Entrambe non sono mai state apprezzate come professioniste né dai propri compagni né dalla critica contemporanea. Entrambe non si sono accontentate di vivere all’ombra dei due artisti, nonostante Rodin e Rossetti  debbano  a loro la  propria ascesa pittorica.

 

“La donna non muore d’amore ma si spegne per mancanza d’amore”(citaz. Lou Von Salomè)

Camille Claudel (1864-1943) è stata una scultrice  e modella nella Parigi della fine Ottocento.

La sua vita, riletta con sguardo contemporaneo, getta una cupa ombra sulla carriera sfolgorante del suo amante, Auguste Rodin.

Camille giunge a Parigi dimostrando subito un precoce talento e invitata nell’atelier dell’artista per lavorare,  sboccia tra loro  la passione e un’ alchimia artistica travolgente, a tal punto  che non si potrà mai dire, osservando le opere prodotte in quel contesto,  dove inizia la mano dell’uno e inizia quella dell’altra.

La relazione fra Rodin e Camille durerà alcuni anni e la separazione determinerà l’annientamento totale dell’artista che culminerà in una magnifica opera intitolata L’abbandono. Essa, al solo sguardo, rende  immediatamente  l’idea del dolore  subito.

Purtroppo Camille non si separerà mai emozionalmente da Rodin né raggiungerà mai una emancipazione artistica, elaborando uno stile indipendente che le potrebbe garantire il riconoscimento dai propri contemporanei. Ella rimane cristallizzata nel dolore, bloccata nel processo dell’elaborazione del lutto; più tardi ne elaborerà l’angoscia e, dopo avere distrutto quasi tutte le sue opere, scivolerà prostrata nella solitudine; in seguito ingiustamente ritenuta pazza dalla sua famiglia, verrà  per sempre internata in manicomio.

Gelosia e tradimenti: un cocktail fatale

Molto simile è la storia di  Elizabeth Siddal (1829-1862) compagna di Dante Gabriele Rossetti (principale esponente dei Pre-Raffaelliti ), donna di raffinate doti pittoriche e poetiche, morta suicida a poco meno di trent’anni.

Elizabeth comincia la propria carriera come modella di Millais nel celebre ritratto di Ofelia, in cui Ofelia impazzita, giace suicida nel fiume: parallelismo infausto perchè fiordalisi e papaveri (amore e morte) ritratti nel dipinto  determinano,  anni più tardi,  la morte della stessa Siddal per una eccessiva dose di laudano.

Dante si  innamora subito di Elizabeth ma geloso del successo di Ofelia, le vieta di posare per qualsiasi altro artista, diviene così la sua musa e compagna ma bloccata professionalmente; la loro relazione diventa la scena drammatica di un‘opera appunto di Shakespeare, in cui vengono messi in scena frivoli tradimenti, furenti attacchi di gelosia e non vi è spazio per il perdono.
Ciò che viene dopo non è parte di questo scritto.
// Copyright (c) 2025, The Ruskit Authors
// MIT License
// All rights reserved.

//! # Publish Channel Affinity
//!
//! Channels are not meant to be shared by concurrent publishers. The bus keeps
//! one publish channel per execution context: the tokio task doing the
//! publish, or the OS thread when called outside a task. The channel is
//! created lazily on first use in each connection generation, and a context
//! only ever reads its own slot.
//!
//! Tasks come and go, so slots are leased: once more than `capacity` slots
//! exist, slots of other contexts with no publish in flight are closed and
//! dropped. A context whose slot was dropped simply gets a new channel on its
//! next publish. Workers that want to pin a channel use
//! [`crate::bus::BusPublisher`].

use crate::{
    broker::BrokerChannel, channel::OpenChannels, config::DEFAULT_PUBLISH_CHANNELS,
    connection::ConnectionHandle, errors::AmqpError, topology_cache::GenerationMap,
};
use std::{
    ops::Deref,
    sync::{
        atomic::{AtomicUsize, Ordering},
        Arc,
    },
    thread::{self, ThreadId},
};
use tokio::task;
use tracing::{debug, warn};

const RETIRED: usize = usize::MAX;

#[derive(Debug, Clone, Copy, PartialEq, Eq, Hash)]
enum ExecutionContext {
    Task(task::Id),
    Thread(ThreadId),
}

impl ExecutionContext {
    fn current() -> ExecutionContext {
        match task::try_id() {
            Some(id) => ExecutionContext::Task(id),
            None => ExecutionContext::Thread(thread::current().id()),
        }
    }
}

struct PublishSlot {
    channel: Arc<dyn BrokerChannel>,
    /// Publishes in flight, or `RETIRED` once evicted.
    leases: AtomicUsize,
}

impl PublishSlot {
    fn lease(self: &Arc<Self>) -> Option<PublishChannel> {
        self.leases
            .fetch_update(Ordering::SeqCst, Ordering::SeqCst, |n| {
                (n != RETIRED).then_some(n + 1)
            })
            .ok()?;
        Some(PublishChannel { slot: self.clone() })
    }

    /// Marks the slot evicted if nothing is publishing on it.
    fn retire(&self) -> bool {
        self.leases
            .compare_exchange(0, RETIRED, Ordering::SeqCst, Ordering::SeqCst)
            .is_ok()
    }
}

/// A leased publish channel. The slot cannot be evicted while it is held.
pub struct PublishChannel {
    slot: Arc<PublishSlot>,
}

impl Deref for PublishChannel {
    type Target = Arc<dyn BrokerChannel>;

    fn deref(&self) -> &Self::Target {
        &self.slot.channel
    }
}

impl Drop for PublishChannel {
    fn drop(&mut self) {
        self.slot.leases.fetch_sub(1, Ordering::SeqCst);
    }
}

pub struct ChannelAffinity {
    slots: GenerationMap<ExecutionContext, Arc<PublishSlot>>,
    capacity: usize,
}

impl Default for ChannelAffinity {
    fn default() -> Self {
        ChannelAffinity::new()
    }
}

impl ChannelAffinity {
    pub fn new() -> ChannelAffinity {
        ChannelAffinity::with_capacity(DEFAULT_PUBLISH_CHANNELS)
    }

    pub fn with_capacity(capacity: usize) -> ChannelAffinity {
        ChannelAffinity {
            slots: GenerationMap::new(),
            capacity: capacity.max(1),
        }
    }

    /// Leases the calling context's publish channel for the generation of
    /// `handle`, opening (and tracking) a new one when needed.
    pub async fn get_or_create(
        &self,
        handle: &ConnectionHandle,
        open_channels: &OpenChannels,
    ) -> Result<PublishChannel, AmqpError> {
        let context = ExecutionContext::current();

        // a second round covers a slot closed by the broker or just evicted
        for _ in 0..2 {
            let (slot, created) = self
                .slots
                .get_or_try_init(context, handle.generation, || async {
                    let channel = open_channels.open(handle).await?;
                    Ok(Arc::new(PublishSlot {
                        channel,
                        leases: AtomicUsize::new(0),
                    }))
                })
                .await?;

            if let Some(lease) = slot.lease() {
                if created {
                    debug!(context = ?context, generation = handle.generation, "publish channel created");
                    self.evict_idle(context).await;
                    return Ok(lease);
                }
                if lease.is_open() {
                    return Ok(lease);
                }
            }
            self.slots.invalidate(&context, handle.generation);
        }

        Err(AmqpError::ChannelError)
    }

    async fn evict_idle(&self, current: ExecutionContext) {
        if self.slots.len() <= self.capacity {
            return;
        }

        let evicted = self
            .slots
            .evict(|context, slot| *context != current && slot.retire());
        debug!(count = evicted.len(), "closing idle publish channels");
        for slot in evicted {
            if let Err(err) = slot.channel.close().await {
                warn!(error = err.to_string(), "failure to close publish channel");
            }
        }
    }

    /// Discards every slot; the channels died with the connection.
    pub fn clear(&self) {
        self.slots.clear();
    }

    /// Discards slots opened on `generation` or earlier.
    pub fn clear_through(&self, generation: u64) {
        self.slots.clear_through(generation);
    }

    pub fn len(&self) -> usize {
        self.slots.len()
    }

    pub fn is_empty(&self) -> bool {
        self.len() == 0
    }
}
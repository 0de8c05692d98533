// Copyright (c) 2025, The Ruskit Authors
// MIT License
// All rights reserved.

//! # Queue Definitions
//!
//! Queue declarations and queue-to-exchange bindings. Subscriptions use
//! durable shared queues; RPC reply queues are exclusive and auto-delete so
//! they vanish together with the connection that owns them.

/// Definition of a queue with its declaration flags.
#[derive(Debug, Clone, Default, PartialEq, Eq)]
pub struct QueueDefinition {
    pub(crate) name: String,
    pub(crate) durable: bool,
    pub(crate) delete: bool,
    pub(crate) exclusive: bool,
}

impl QueueDefinition {
    /// Creates a new queue definition with the given name.
    ///
    /// By default the queue is non-durable, non-exclusive and never auto-deleted.
    pub fn new(name: &str) -> QueueDefinition {
        QueueDefinition {
            name: name.to_owned(),
            durable: false,
            delete: false,
            exclusive: false,
        }
    }

    /// Makes the queue durable, persisting across broker restarts.
    pub fn durable(mut self) -> Self {
        self.durable = true;
        self
    }

    /// Sets the queue to auto-delete once its last consumer goes away.
    pub fn delete(mut self) -> Self {
        self.delete = true;
        self
    }

    /// Makes the queue exclusive to the declaring connection.
    ///
    /// Exclusive queues are deleted when the connection closes.
    pub fn exclusive(mut self) -> Self {
        self.exclusive = true;
        self
    }

    pub fn name(&self) -> &str {
        &self.name
    }

    pub fn is_durable(&self) -> bool {
        self.durable
    }

    pub fn is_exclusive(&self) -> bool {
        self.exclusive
    }

    pub fn is_auto_delete(&self) -> bool {
        self.delete
    }
}

/// Configuration for binding a queue to an exchange.
#[derive(Debug, Clone, PartialEq, Eq)]
pub struct QueueBinding {
    pub(crate) queue_name: String,
    pub(crate) exchange_name: String,
    pub(crate) routing_key: String,
}

impl QueueBinding {
    /// Creates a new binding for the given queue.
    ///
    /// The exchange name and routing key start empty and are set with
    /// [`QueueBinding::exchange`] and [`QueueBinding::routing_key`].
    pub fn new(queue: &str) -> QueueBinding {
        QueueBinding {
            queue_name: queue.to_owned(),
            exchange_name: String::new(),
            routing_key: String::new(),
        }
    }

    pub fn exchange(mut self, exchange: &str) -> Self {
        self.exchange_name = exchange.to_owned();
        self
    }

    pub fn routing_key(mut self, key: &str) -> Self {
        self.routing_key = key.to_owned();
        self
    }
}
// Copyright (c) 2025, The Ruskit Authors
// MIT License
// All rights reserved.

//! # Naming Conventions
//!
//! Maps message types and subscription ids to exchange and queue names.

use crate::config::DEFAULT_RPC_EXCHANGE;
use uuid::Uuid;

pub trait Conventions: Send + Sync {
    /// Topic exchange a message type is published to.
    fn exchange_name(&self, message_type: &str) -> String;

    /// Durable queue shared by every subscriber using `subscription_id`.
    fn queue_name(&self, message_type: &str, subscription_id: &str) -> String;

    /// Direct exchange carrying RPC requests.
    fn rpc_exchange_name(&self) -> String;

    /// A fresh, unique name for an RPC reply queue.
    fn rpc_reply_queue_name(&self) -> String;
}

/// Exchange named after the message type, queue named
/// `{message type}_{subscription id}`.
#[derive(Debug, Clone)]
pub struct DefaultConventions {
    rpc_exchange: String,
}

impl Default for DefaultConventions {
    fn default() -> Self {
        DefaultConventions::new(DEFAULT_RPC_EXCHANGE)
    }
}

impl DefaultConventions {
    pub fn new(rpc_exchange: &str) -> DefaultConventions {
        DefaultConventions {
            rpc_exchange: rpc_exchange.to_owned(),
        }
    }
}

impl Conventions for DefaultConventions {
    fn exchange_name(&self, message_type: &str) -> String {
        message_type.to_owned()
    }

    fn queue_name(&self, message_type: &str, subscription_id: &str) -> String {
        format!("{message_type}_{subscription_id}")
    }

    fn rpc_exchange_name(&self) -> String {
        self.rpc_exchange.clone()
    }

    fn rpc_reply_queue_name(&self) -> String {
        format!("{}.response.{}", self.rpc_exchange, Uuid::new_v4())
    }
}

#[cfg(test)]
mod tests {
    use super::*;

    #[test]
    fn derives_names_from_the_message_type() {
        let conventions = DefaultConventions::default();

        assert_eq!(conventions.exchange_name("shop.Order"), "shop.Order");
        assert_eq!(
            conventions.queue_name("shop.Order", "billing"),
            "shop.Order_billing"
        );
        assert_eq!(conventions.rpc_exchange_name(), DEFAULT_RPC_EXCHANGE);
    }

    #[test]
    fn reply_queue_names_are_unique() {
        let conventions = DefaultConventions::new("rpc");
        let first = conventions.rpc_reply_queue_name();
        let second = conventions.rpc_reply_queue_name();

        assert!(first.starts_with("rpc.response."));
        assert_ne!(first, second);
    }
}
Questa situazione mette in serio pericolo l’equilibrio psichico di Elizabeth che diventa schiava del laudano, non riesce più a dipingere né a scrivere poesie decretandone la sua fine.

I processi psichici alla base dell’auto-distruzione: come difendersi

Inesperienza e mancanza di autostima determinano nelle due artiste una sorta di percezione di essere incomplete e di cercare conferme nell’attenzione dell’amato e nell’accettazione da parte della società.

Questa mancanza, o vuoto, le rende completamente vulnerabili e attiva in loro un processo di errata proiezione: l’errore di attribuire all’altro caratteristiche che in realtà non riescono a scorgere in loro stesse facendo fruttare il loro talento.

Il partner è magnifico, molto spesso dotato di qualità che gli altri non hanno. A questo punto il processo d’idealizzazione, spinto dalla proiezione, ha già creato (a livello non consapevole), l’idolo.

Idolo che contiene valori desiderati ma impossibili da possedere e che in fondo loro stesse, non pensano di meritarsi: non raggiungeranno mai quella  sicurezza, realizzazione personale  che invidiavano ai loro compagni.

Lou von Salomé, nella sua opera “Riflessioni sulle problematiche dell’amore”, esprime la chiave per rompere definitivamente il dispositivo patologico dell’idealizzazione amorosa:

“Solo chi rimane completamente se stesso si presta a venire amato, perché solo così, nella sua pienezza vitale, può simbolizzare per l’altro la vita, essere avvertito come una potenza di essa. Non vi è errore più grande nell’amore dell’adattarsi timorosamente l’uno all’altro e di uniformarsi a vicenda”. 

in questo senso, la donna è chiamata ad essere musa di se stessa per rimanere fedele alla proprie ricchezza interiore, conoscere meglio  questi aspetti ed evitare così la caduta nella proiezioni illusoria, la simbiosi relazionale e l’annientamento emotivo.